In other cases, models (in hindsight) simply reflected poor assumptions about sustained housing prices, as Accenture’s Ed Grau asserts, and because of a failure to see how instruments would trade, a given credit security became illiquid and difficult to value, wrote economist Milne in July 2008.
Led astray by ratings
When times are good, the voice of risk management tends to get silenced, especially on Wall Street, where any activity that doesn’t contribute directly to revenue tends to be treated dismissively. Further clouding the issue was the fact that some big banks had relied on structured investment vehicles, and engaged in other off-balance-sheet approaches to lower their regulatory capital requirements. More than one source said that Wall Street business managers trusted Moody’s, Standard & Poor’s, and other rating agencies.
“If a risk manager pointed out that there might be a problem, they were told, ‘Why should I question the value of this AAA asset’,” says Ralph Baxter, senior vice-president of product management for New York- and London-based ClusterSeven, a vendor of spreadsheet systems.

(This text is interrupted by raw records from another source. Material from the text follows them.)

use crate::pipeline::scan::SteepSection;
use crate::pipeline::smooth::gradient;
use crate::types::climb::DetectionConfig;
use crate::types::profile::ElevationSample;

/// Joins consecutive steep sections into one climb when the gap between them
/// is at most `merge_gap_m` and contains no significant descent.
///
/// Merged sections absorb the intervening smoothed points, so the result is
/// still a continuous run of the profile.
pub fn merge(
    sections: Vec<SteepSection>,
    smoothed: &[ElevationSample],
    config: &DetectionConfig,
) -> Vec<SteepSection> {
    let mut merged: Vec<SteepSection> = Vec::with_capacity(sections.len());

    for section in sections {
        let Some(prev) = merged.last_mut() else {
            merged.push(section);
            continue;
        };

        let prev_end = *prev.last();
        let next_start = *section.first();
        let gap = next_start.distance - prev_end.distance;

        if gap <= config.merge_gap_m {
            let between_start = first_at_or_after(smoothed, prev_end.distance);
            let between_end = first_at_or_after(smoothed, next_start.distance);

            if between_start < between_end && between_end < smoothed.len() {
                let between = &smoothed[between_start..=between_end];

                if !has_significant_downhill(between, config) {
                    tracing::debug!(
                        "Merging steep sections at {:.0} m and {:.0} m (gap {:.0} m)",
                        prev.first().distance,
                        next_start.distance,
                        gap
                    );
                    splice(prev, between, section);
                    continue;
                }

                tracing::debug!(
                    "Keeping section at {:.0} m separate: descent in {:.0} m gap",
                    next_start.distance,
                    gap
                );
            }
        }

        merged.push(section);
    }

    merged
}

/// Index of the first point at or beyond `distance`, or `points.len()`.
pub(crate) fn first_at_or_after(points: &[ElevationSample], distance: f64) -> usize {
    points.partition_point(|p| p.distance < distance)
}

/// True once consecutive steps at or below `min_downhill_gradient` add up to
/// `min_downhill_length_m`. Any shallower step resets the run.
fn has_significant_downhill(points: &[ElevationSample], config: &DetectionConfig) -> bool {
    let mut downhill = 0.0;
    for pair in points.windows(2) {
        if gradient(&pair[0], &pair[1]) <= config.min_downhill_gradient {
            downhill += pair[1].distance - pair[0].distance;
            if downhill >= config.min_downhill_length_m {
                return true;
            }
        } else {
            downhill = 0.0;
        }
    }
    false
}

/// `between[0]` duplicates the last point of `prev` and `between[last]` the
/// first point of `next`; both are skipped.
fn splice(prev: &mut SteepSection, between: &[ElevationSample], next: SteepSection) {
    prev.points.extend_from_slice(&between[1..]);
    prev.gradients
        .extend(between.windows(2).map(|pair| gradient(&pair[0], &pair[1])));

    prev.points.extend(next.points.into_iter().skip(1));
    prev.gradients.extend(next.gradients);
}
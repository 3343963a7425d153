use std::cmp::Ordering;

use crate::error::ProfileError;
use crate::pipeline::{finalize, merge, rolling, scan, smooth};
use crate::types::climb::{Climb, DetectionConfig, DetectionStrategy};
use crate::types::profile::ElevationSample;

/// Detects climbs along an elevation profile.
///
/// Profiles with fewer than two samples have no climbs. Otherwise distances
/// must be finite and strictly increasing; see [`validate_samples`].
/// Output is ordered by distance along the route.
pub fn detect_climbs(
    samples: &[ElevationSample],
    config: &DetectionConfig,
) -> Result<Vec<Climb>, ProfileError> {
    if samples.len() < 2 {
        return Ok(Vec::new());
    }
    validate_samples(samples)?;
    Ok(detect_climbs_unchecked(samples, config))
}

/// [`detect_climbs`] without input validation. Duplicate or decreasing
/// distances produce NaN gradients and meaningless climbs.
pub fn detect_climbs_unchecked(samples: &[ElevationSample], config: &DetectionConfig) -> Vec<Climb> {
    if samples.len() < 2 {
        return Vec::new();
    }

    let smoothed = smooth::smooth(samples, config.smoothing_window);
    detect_smoothed(samples, &smoothed, config)
}

/// Detection over an already smoothed copy of `samples`.
pub(crate) fn detect_smoothed(
    samples: &[ElevationSample],
    smoothed: &[ElevationSample],
    config: &DetectionConfig,
) -> Vec<Climb> {
    if samples.len() < 2 {
        return Vec::new();
    }

    let mut climbs = match config.strategy {
        DetectionStrategy::Fiets => {
            let sections = scan::scan(smoothed, config);
            let steep_count = sections.len();
            let merged = merge::merge(sections, smoothed, config);
            tracing::debug!(
                "{} steep sections merged into {}",
                steep_count,
                merged.len()
            );
            finalize::finalize(&merged, smoothed, samples, config)
        }
        DetectionStrategy::RollingWindow => rolling::detect(smoothed, samples, config),
    };

    if config.remove_overlaps {
        climbs = remove_overlapping_climbs(climbs);
    }

    for climb in &climbs {
        tracing::debug!(
            "Climb {:.1} km at {:.1}% from {:.1} km ({})",
            climb.total_distance / 1000.0,
            climb.average_gradient,
            climb.start_point.distance / 1000.0,
            climb.category.as_str()
        );
    }
    tracing::info!(
        "Detected {} climbs over {} samples ({:?})",
        climbs.len(),
        samples.len(),
        config.strategy
    );

    climbs
}

/// Checks that every value is finite and distances strictly increase.
pub fn validate_samples(samples: &[ElevationSample]) -> Result<(), ProfileError> {
    for (index, sample) in samples.iter().enumerate() {
        if !sample.distance.is_finite() || !sample.elevation.is_finite() {
            return Err(ProfileError::NonFinite { index });
        }
        if index == 0 {
            continue;
        }

        let previous = samples[index - 1].distance;
        if sample.distance < previous {
            return Err(ProfileError::NonMonotonic {
                index,
                previous,
                current: sample.distance,
            });
        }
        if sample.distance == previous {
            return Err(ProfileError::DuplicateDistance {
                index,
                distance: sample.distance,
            });
        }
    }
    Ok(())
}

/// Keeps the hardest climb of any overlapping group.
///
/// Candidates are taken by FIETS score (scores within 0.1 count as equal and
/// fall back to length); any climb overlapping an already kept one is
/// dropped. The survivors are returned in route order.
pub fn remove_overlapping_climbs(climbs: Vec<Climb>) -> Vec<Climb> {
    if climbs.len() <= 1 {
        return climbs;
    }

    let mut ranked = climbs;
    ranked.sort_by(|a, b| {
        if (b.fiets_score - a.fiets_score).abs() > 0.1 {
            b.fiets_score
                .partial_cmp(&a.fiets_score)
                .unwrap_or(Ordering::Equal)
        } else {
            b.total_distance
                .partial_cmp(&a.total_distance)
                .unwrap_or(Ordering::Equal)
        }
    });

    let mut kept: Vec<Climb> = Vec::with_capacity(ranked.len());
    for climb in ranked {
        if !kept.iter().any(|existing| overlaps(&climb, existing)) {
            kept.push(climb);
        }
    }

    kept.sort_by(|a, b| {
        a.start_point
            .distance
            .partial_cmp(&b.start_point.distance)
            .unwrap_or(Ordering::Equal)
    });
    kept
}

fn overlaps(a: &Climb, b: &Climb) -> bool {
    a.start_point.distance < b.end_point.distance && b.start_point.distance < a.end_point.distance
}

#[cfg(test)]
mod tests {
    use super::*;
    use crate::types::climb::{ClimbCategory, ClimbPoint};

    fn climb(start: f64, end: f64, fiets_score: f64) -> Climb {
        Climb {
            start_point: ClimbPoint {
                distance: start,
                elevation: 0.0,
                gradient: 4.0,
            },
            end_point: ClimbPoint {
                distance: end,
                elevation: 100.0,
                gradient: 4.0,
            },
            total_distance: end - start,
            elevation_gain: 100.0,
            average_gradient: 4.0,
            fiets_score,
            category: ClimbCategory::Cat4,
            color: ClimbCategory::Cat4.color().to_string(),
            number: None,
        }
    }

    #[test]
    fn validate_accepts_increasing_distances() {
        let samples = vec![
            ElevationSample::new(0.0, 10.0),
            ElevationSample::new(5.0, 11.0),
            ElevationSample::new(12.0, 9.0),
        ];
        assert!(validate_samples(&samples).is_ok());
    }

    #[test]
    fn validate_rejects_duplicates() {
        let samples = vec![
            ElevationSample::new(0.0, 10.0),
            ElevationSample::new(5.0, 11.0),
            ElevationSample::new(5.0, 12.0),
        ];
        assert_eq!(
            validate_samples(&samples),
            Err(ProfileError::DuplicateDistance {
                index: 2,
                distance: 5.0
            })
        );
    }

    #[test]
    fn validate_rejects_backwards_distance() {
        let samples = vec![ElevationSample::new(10.0, 0.0), ElevationSample::new(4.0, 0.0)];
        assert_eq!(
            validate_samples(&samples),
            Err(ProfileError::NonMonotonic {
                index: 1,
                previous: 10.0,
                current: 4.0
            })
        );
    }

    #[test]
    fn validate_rejects_nan() {
        let samples = vec![ElevationSample::new(0.0, 0.0), ElevationSample::new(1.0, f64::NAN)];
        assert_eq!(
            validate_samples(&samples),
            Err(ProfileError::NonFinite { index: 1 })
        );
    }

    #[test]
    fn short_input_skips_validation() {
        let samples = vec![ElevationSample::new(f64::NAN, 0.0)];
        assert_eq!(detect_climbs(&samples, &DetectionConfig::default()), Ok(Vec::new()));
    }

    #[test]
    fn overlap_pruning_keeps_hardest_and_route_order() {
        let climbs = vec![
            climb(0.0, 3000.0, 2.0),
            climb(2000.0, 6000.0, 5.0),
            climb(7000.0, 9000.0, 1.0),
        ];
        let kept = remove_overlapping_climbs(climbs);
        let starts: Vec<f64> = kept.iter().map(|c| c.start_point.distance).collect();
        assert_eq!(starts, vec![2000.0, 7000.0]);
    }

    #[test]
    fn overlap_ties_prefer_longer_climb() {
        let climbs = vec![climb(0.0, 2000.0, 3.0), climb(1000.0, 5000.0, 3.05)];
        let kept = remove_overlapping_climbs(climbs);
        assert_eq!(kept.len(), 1);
        assert_eq!(kept[0].start_point.distance, 1000.0);
    }

    #[test]
    fn touching_climbs_do_not_overlap() {
        let climbs = vec![climb(0.0, 2000.0, 3.0), climb(2000.0, 4000.0, 3.0)];
        assert_eq!(remove_overlapping_climbs(climbs).len(), 2);
    }
}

Baxter, an unapologetic “extreme capitalist” of the bootstrap tradition, pointed out that Wall Street standout Goldman Sachs—known for taking big risks—also spotted problems before nearly everyone else on the street, in part because of its methodical efforts at pricing its holdings at current market value.
“Obviously, in retrospect, it’s a bad idea to lend at 100% loan to value because if trouble begins, the owner has no loyalty to the asset,” says Ed Grau from Accenture. He also believes that going forward, liquidity risks will need to be handled differently.
“The current systems are much better at counterparty risk and collateral risk.” Next generation methods, offers Grau, will reflect product risk rather than traditional risk measures. “Really, it’s about how the product behaves,” says Grau, “what it costs to deliver, what price range it will fetch under a variety of conditions.”
Grau very much believes that regulators will have to adopt more sophisticated benchmarking tools. “Regulators today can go into Bank A, understand how it functions and mitigates risk, then can go into Bank B and do the same thing and yet still not have a basis of comparison between them.”
Grau sees a future where the regulators have tools that generate stresses in predictable scenarios. For example, Scenario 27 might equal interest rates go up X points and company stock prices going down by Y. Then stress testing with Scenario 27 at Bank A and Bank B would give you a basis for comparing the two and shed light on risk mitigation.
In the quest for more predictive models, risk specialists will need to work with richer data sets, notes Colin Shearer, senior vice-president of market strategy, SPSS Predictive Analytics Software, based in Chicago.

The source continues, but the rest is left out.